The records that follow are to be repeated without alteration.

Content starts

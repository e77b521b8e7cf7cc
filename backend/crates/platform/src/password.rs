//! Password hashing and verification
//!
//! - Argon2id hashing with a random salt and optional pepper
//! - Plaintext zeroized on drop
//! - Policy checks (length, control characters, predictable patterns)
//!   applied only when a password is being chosen, never at login

use std::fmt;

use argon2::{Argon2, PasswordHash, PasswordHasher, PasswordVerifier, password_hash::SaltString};
use rand::rngs::OsRng;
use thiserror::Error;
use unicode_normalization::UnicodeNormalization;
use zeroize::{Zeroize, ZeroizeOnDrop, Zeroizing};

pub const MIN_PASSWORD_LENGTH: usize = 8;
pub const MAX_PASSWORD_LENGTH: usize = 128;

/// Reasons a newly chosen password is rejected.
#[derive(Debug, Clone, PartialEq, Eq, Error)]
pub enum PasswordPolicyError {
    #[error("Password must be at least {min} characters")]
    TooShort { min: usize, actual: usize },

    #[error("Password must be at most {max} characters")]
    TooLong { max: usize, actual: usize },

    #[error("Password cannot be empty or contain only whitespace")]
    EmptyOrWhitespace,

    #[error("Password contains invalid control characters")]
    InvalidCharacter,

    #[error("Password is too common or follows a predictable pattern")]
    CommonPattern,
}

#[derive(Debug, Error)]
pub enum PasswordHashError {
    #[error("Password hashing failed: {0}")]
    HashingFailed(String),

    #[error("Invalid password hash format")]
    InvalidHashFormat,
}

// ============================================================================
// Clear text
// ============================================================================

/// Plaintext password, NFKC-normalized and wiped from memory on drop.
///
/// Not `Clone`; debug output is redacted.
///
/// ```rust
/// use platform::password::ClearTextPassword;
///
/// let chosen = ClearTextPassword::new("Tr0ub4dor&3horse".to_string()).unwrap();
/// let hashed = chosen.hash(None).unwrap();
///
/// let attempt = ClearTextPassword::unvalidated("Tr0ub4dor&3horse".to_string());
/// assert!(hashed.verify(&attempt, None));
/// ```
#[derive(Zeroize, ZeroizeOnDrop)]
pub struct ClearTextPassword(String);

impl ClearTextPassword {
    /// Normalize and run the password policy. Use for registration.
    pub fn new(raw: String) -> Result<Self, PasswordPolicyError> {
        let password = Self::unvalidated(raw);
        check_policy(&password.0)?;
        Ok(password)
    }

    /// Normalize only. Use for login attempts, where the stored hash is
    /// the only authority.
    pub fn unvalidated(raw: String) -> Self {
        let raw = Zeroizing::new(raw);
        Self(raw.nfkc().collect())
    }

    fn peppered(&self, pepper: Option<&[u8]>) -> Zeroizing<Vec<u8>> {
        let mut bytes = Zeroizing::new(self.0.as_bytes().to_vec());
        if let Some(pepper) = pepper {
            bytes.extend_from_slice(pepper);
        }
        bytes
    }

    /// Argon2id hash with the default (OWASP) parameters and a fresh salt.
    pub fn hash(&self, pepper: Option<&[u8]>) -> Result<HashedPassword, PasswordHashError> {
        let salt = SaltString::generate(OsRng);
        let hash = Argon2::default()
            .hash_password(&self.peppered(pepper), &salt)
            .map_err(|e| PasswordHashError::HashingFailed(e.to_string()))?;

        Ok(HashedPassword {
            phc: hash.to_string(),
        })
    }
}

impl fmt::Debug for ClearTextPassword {
    fn fmt(&self, f: &mut fmt::Formatter<'_>) -> fmt::Result {
        f.write_str("ClearTextPassword([REDACTED])")
    }
}

// ============================================================================
// Hashed
// ============================================================================

/// Argon2 hash in PHC string form, as stored in `users.password_hash`.
#[derive(Clone, PartialEq, Eq)]
pub struct HashedPassword {
    phc: String,
}

impl HashedPassword {
    pub fn from_phc_string(s: impl Into<String>) -> Result<Self, PasswordHashError> {
        let phc = s.into();
        PasswordHash::new(&phc).map_err(|_| PasswordHashError::InvalidHashFormat)?;
        Ok(Self { phc })
    }

    pub fn as_phc_string(&self) -> &str {
        &self.phc
    }

    /// Constant-time verification. An unparsable hash never verifies.
    pub fn verify(&self, password: &ClearTextPassword, pepper: Option<&[u8]>) -> bool {
        let Ok(parsed) = PasswordHash::new(&self.phc) else {
            return false;
        };

        Argon2::default()
            .verify_password(&password.peppered(pepper), &parsed)
            .is_ok()
    }
}

impl fmt::Debug for HashedPassword {
    fn fmt(&self, f: &mut fmt::Formatter<'_>) -> fmt::Result {
        f.write_str("HashedPassword([HASH])")
    }
}

// ============================================================================
// Policy
// ============================================================================

fn check_policy(password: &str) -> Result<(), PasswordPolicyError> {
    if password.trim().is_empty() {
        return Err(PasswordPolicyError::EmptyOrWhitespace);
    }

    let len = password.chars().count();
    if len < MIN_PASSWORD_LENGTH {
        return Err(PasswordPolicyError::TooShort {
            min: MIN_PASSWORD_LENGTH,
            actual: len,
        });
    }
    if len > MAX_PASSWORD_LENGTH {
        return Err(PasswordPolicyError::TooLong {
            max: MAX_PASSWORD_LENGTH,
            actual: len,
        });
    }

    if password.chars().any(|c| c.is_control() && c != '\t') {
        return Err(PasswordPolicyError::InvalidCharacter);
    }

    if is_predictable(password) {
        return Err(PasswordPolicyError::CommonPattern);
    }

    Ok(())
}

const KEYBOARD_RUNS: &[&str] = &["qwerty", "asdfgh", "zxcvbn", "qazwsx", "1qaz2wsx"];

const COMMON_PASSWORDS: &[&str] = &[
    "password",
    "password1",
    "password123",
    "abcdefgh",
    "letmein123",
    "welcome1",
    "admin123",
    "iloveyou",
    "sunshine",
    "football",
    "baseball",
    "trustno1",
];

fn is_predictable(password: &str) -> bool {
    let lower = password.to_lowercase();

    let mut chars = lower.chars();
    if let Some(first) = chars.next() {
        if chars.all(|c| c == first) {
            return true;
        }
    }

    if is_digit_sequence(&lower) {
        return true;
    }

    KEYBOARD_RUNS.iter().any(|run| lower.contains(run)) || COMMON_PASSWORDS.contains(&lower.as_str())
}

/// All-digit strings that count straight up or down, wrapping 9 to 0.
fn is_digit_sequence(s: &str) -> bool {
    let Some(digits) = s
        .chars()
        .map(|c| c.to_digit(10))
        .collect::<Option<Vec<u32>>>()
    else {
        return false;
    };
    if digits.len() < 4 {
        return false;
    }

    let up = digits.windows(2).all(|w| w[1] == (w[0] + 1) % 10);
    let down = digits.windows(2).all(|w| w[0] == (w[1] + 1) % 10);
    up || down
}
//! Server-rendered pages

use askama::Template;
use axum::response::Html;
use chrono::{Datelike, Utc};

use crate::error::AuthResult;

#[derive(Template)]
#[template(path = "verification_completed.html")]
struct VerificationCompletedPage<'a> {
    first_name: &'a str,
    frontend_url: &'a str,
    current_year: i32,
}

pub fn verification_completed(first_name: &str, frontend_url: &str) -> AuthResult<Html<String>> {
    let page = VerificationCompletedPage {
        first_name,
        frontend_url,
        current_year: Utc::now().year(),
    };
    Ok(Html(page.render()?))
}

Content ends

Response to this task »
repository e77b521b8e7cf7cc
filename backend/crates/platform/src/password.rs
//! Password hashing and verification
//!
//! - Argon2id hashing with a random salt and optional pepper
//! - Plaintext zeroized on drop
//! - Policy checks (length, control characters, predictable patterns)
//!   applied only when a password is being chosen, never at login

use std::fmt;

use argon2::{Argon2, PasswordHash, PasswordHasher, PasswordVerifier, password_hash::SaltString};
use rand::rngs::OsRng;
use thiserror::Error;
use unicode_normalization::UnicodeNormalization;
use zeroize::{Zeroize, ZeroizeOnDrop, Zeroizing};

pub const MIN_PASSWORD_LENGTH: usize = 8;
pub const MAX_PASSWORD_LENGTH: usize = 128;

/// Reasons a newly chosen password is rejected.
#[derive(Debug, Clone, PartialEq, Eq, Error)]
pub enum PasswordPolicyError {
    #[error("Password must be at least {min} characters")]
    TooShort { min: usize, actual: usize },

    #[error("Password must be at most {max} characters")]
    TooLong { max: usize, actual: usize },

    #[error("Password cannot be empty or contain only whitespace")]
    EmptyOrWhitespace,

    #[error("Password contains invalid control characters")]
    InvalidCharacter,

    #[error("Password is too common or follows a predictable pattern")]
    CommonPattern,
}

#[derive(Debug, Error)]
pub enum PasswordHashError {
    #[error("Password hashing failed: {0}")]
    HashingFailed(String),

    #[error("Invalid password hash format")]
    InvalidHashFormat,
}

// ============================================================================
// Clear text
// ============================================================================

/// Plaintext password, NFKC-normalized and wiped from memory on drop.
///
/// Not `Clone`; debug output is redacted.
///
/// ```rust
/// use platform::password::ClearTextPassword;
///
/// let chosen = ClearTextPassword::new("Tr0ub4dor&3horse".to_string()).unwrap();
/// let hashed = chosen.hash(None).unwrap();
///
/// let attempt = ClearTextPassword::unvalidated("Tr0ub4dor&3horse".to_string());
/// assert!(hashed.verify(&attempt, None));
/// ```
#[derive(Zeroize, ZeroizeOnDrop)]
pub struct ClearTextPassword(String);

impl ClearTextPassword {
    /// Normalize and run the password policy. Use for registration.
    pub fn new(raw: String) -> Result<Self, PasswordPolicyError> {
        let password = Self::unvalidated(raw);
        check_policy(&password.0)?;
        Ok(password)
    }

    /// Normalize only. Use for login attempts, where the stored hash is
    /// the only authority.
    pub fn unvalidated(raw: String) -> Self {
        let raw = Zeroizing::new(raw);
        Self(raw.nfkc().collect())
    }

    fn peppered(&self, pepper: Option<&[u8]>) -> Zeroizing<Vec<u8>> {
        let mut bytes = Zeroizing::new(self.0.as_bytes().to_vec());
        if let Some(pepper) = pepper {
            bytes.extend_from_slice(pepper);
        }
        bytes
    }

    /// Argon2id hash with the default (OWASP) parameters and a fresh salt.
    pub fn hash(&self, pepper: Option<&[u8]>) -> Result<HashedPassword, PasswordHashError> {
        let salt = SaltString::generate(OsRng);
        let hash = Argon2::default()
            .hash_password(&self.peppered(pepper), &salt)
            .map_err(|e| PasswordHashError::HashingFailed(e.to_string()))?;

        Ok(HashedPassword {
            phc: hash.to_string(),
        })
    }
}

impl fmt::Debug for ClearTextPassword {
    fn fmt(&self, f: &mut fmt::Formatter<'_>) -> fmt::Result {
        f.write_str("ClearTextPassword([REDACTED])")
    }
}

// ============================================================================
// Hashed
// ============================================================================

/// Argon2 hash in PHC string form, as stored in `users.password_hash`.
#[derive(Clone, PartialEq, Eq)]
pub struct HashedPassword {
    phc: String,
}

impl HashedPassword {
    pub fn from_phc_string(s: impl Into<String>) -> Result<Self, PasswordHashError> {
        let phc = s.into();
        PasswordHash::new(&phc).map_err(|_| PasswordHashError::InvalidHashFormat)?;
        Ok(Self { phc })
    }

    pub fn as_phc_string(&self) -> &str {
        &self.phc
    }

    /// Constant-time verification. An unparsable hash never verifies.
    pub fn verify(&self, password: &ClearTextPassword, pepper: Option<&[u8]>) -> bool {
        let Ok(parsed) = PasswordHash::new(&self.phc) else {
            return false;
        };

        Argon2::default()
            .verify_password(&password.peppered(pepper), &parsed)
            .is_ok()
    }
}

impl fmt::Debug for HashedPassword {
    fn fmt(&self, f: &mut fmt::Formatter<'_>) -> fmt::Result {
        f.write_str("HashedPassword([HASH])")
    }
}

// ============================================================================
// Policy
// ============================================================================

fn check_policy(password: &str) -> Result<(), PasswordPolicyError> {
    if password.trim().is_empty() {
        return Err(PasswordPolicyError::EmptyOrWhitespace);
    }

    let len = password.chars().count();
    if len < MIN_PASSWORD_LENGTH {
        return Err(PasswordPolicyError::TooShort {
            min: MIN_PASSWORD_LENGTH,
            actual: len,
        });
    }
    if len > MAX_PASSWORD_LENGTH {
        return Err(PasswordPolicyError::TooLong {
            max: MAX_PASSWORD_LENGTH,
            actual: len,
        });
    }

    if password.chars().any(|c| c.is_control() && c != '\t') {
        return Err(PasswordPolicyError::InvalidCharacter);
    }

    if is_predictable(password) {
        return Err(PasswordPolicyError::CommonPattern);
    }

    Ok(())
}

const KEYBOARD_RUNS: &[&str] = &["qwerty", "asdfgh", "zxcvbn", "qazwsx", "1qaz2wsx"];

const COMMON_PASSWORDS: &[&str] = &[
    "password",
    "password1",
    "password123",
    "abcdefgh",
    "letmein123",
    "welcome1",
    "admin123",
    "iloveyou",
    "sunshine",
    "football",
    "baseball",
    "trustno1",
];

fn is_predictable(password: &str) -> bool {
    let lower = password.to_lowercase();

    let mut chars = lower.chars();
    if let Some(first) = chars.next() {
        if chars.all(|c| c == first) {
            return true;
        }
    }

    if is_digit_sequence(&lower) {
        return true;
    }

    KEYBOARD_RUNS.iter().any(|run| lower.contains(run)) || COMMON_PASSWORDS.contains(&lower.as_str())
}

/// All-digit strings that count straight up or down, wrapping 9 to 0.
fn is_digit_sequence(s: &str) -> bool {
    let Some(digits) = s
        .chars()
        .map(|c| c.to_digit(10))
        .collect::<Option<Vec<u32>>>()
    else {
        return false;
    };
    if digits.len() < 4 {
        return false;
    }

    let up = digits.windows(2).all(|w| w[1] == (w[0] + 1) % 10);
    let down = digits.windows(2).all(|w| w[0] == (w[1] + 1) % 10);
    up || down
}
//! Server-rendered pages

use askama::Template;
use axum::response::Html;
use chrono::{Datelike, Utc};

use crate::error::AuthResult;

#[derive(Template)]
#[template(path = "verification_completed.html")]
struct VerificationCompletedPage<'a> {
    first_name: &'a str,
    frontend_url: &'a str,
    current_year: i32,
}

pub fn verification_completed(first_name: &str, frontend_url: &str) -> AuthResult<Html<String>> {
    let page = VerificationCompletedPage {
        first_name,
        frontend_url,
        current_year: Utc::now().year(),
    };
    Ok(Html(page.render()?))
}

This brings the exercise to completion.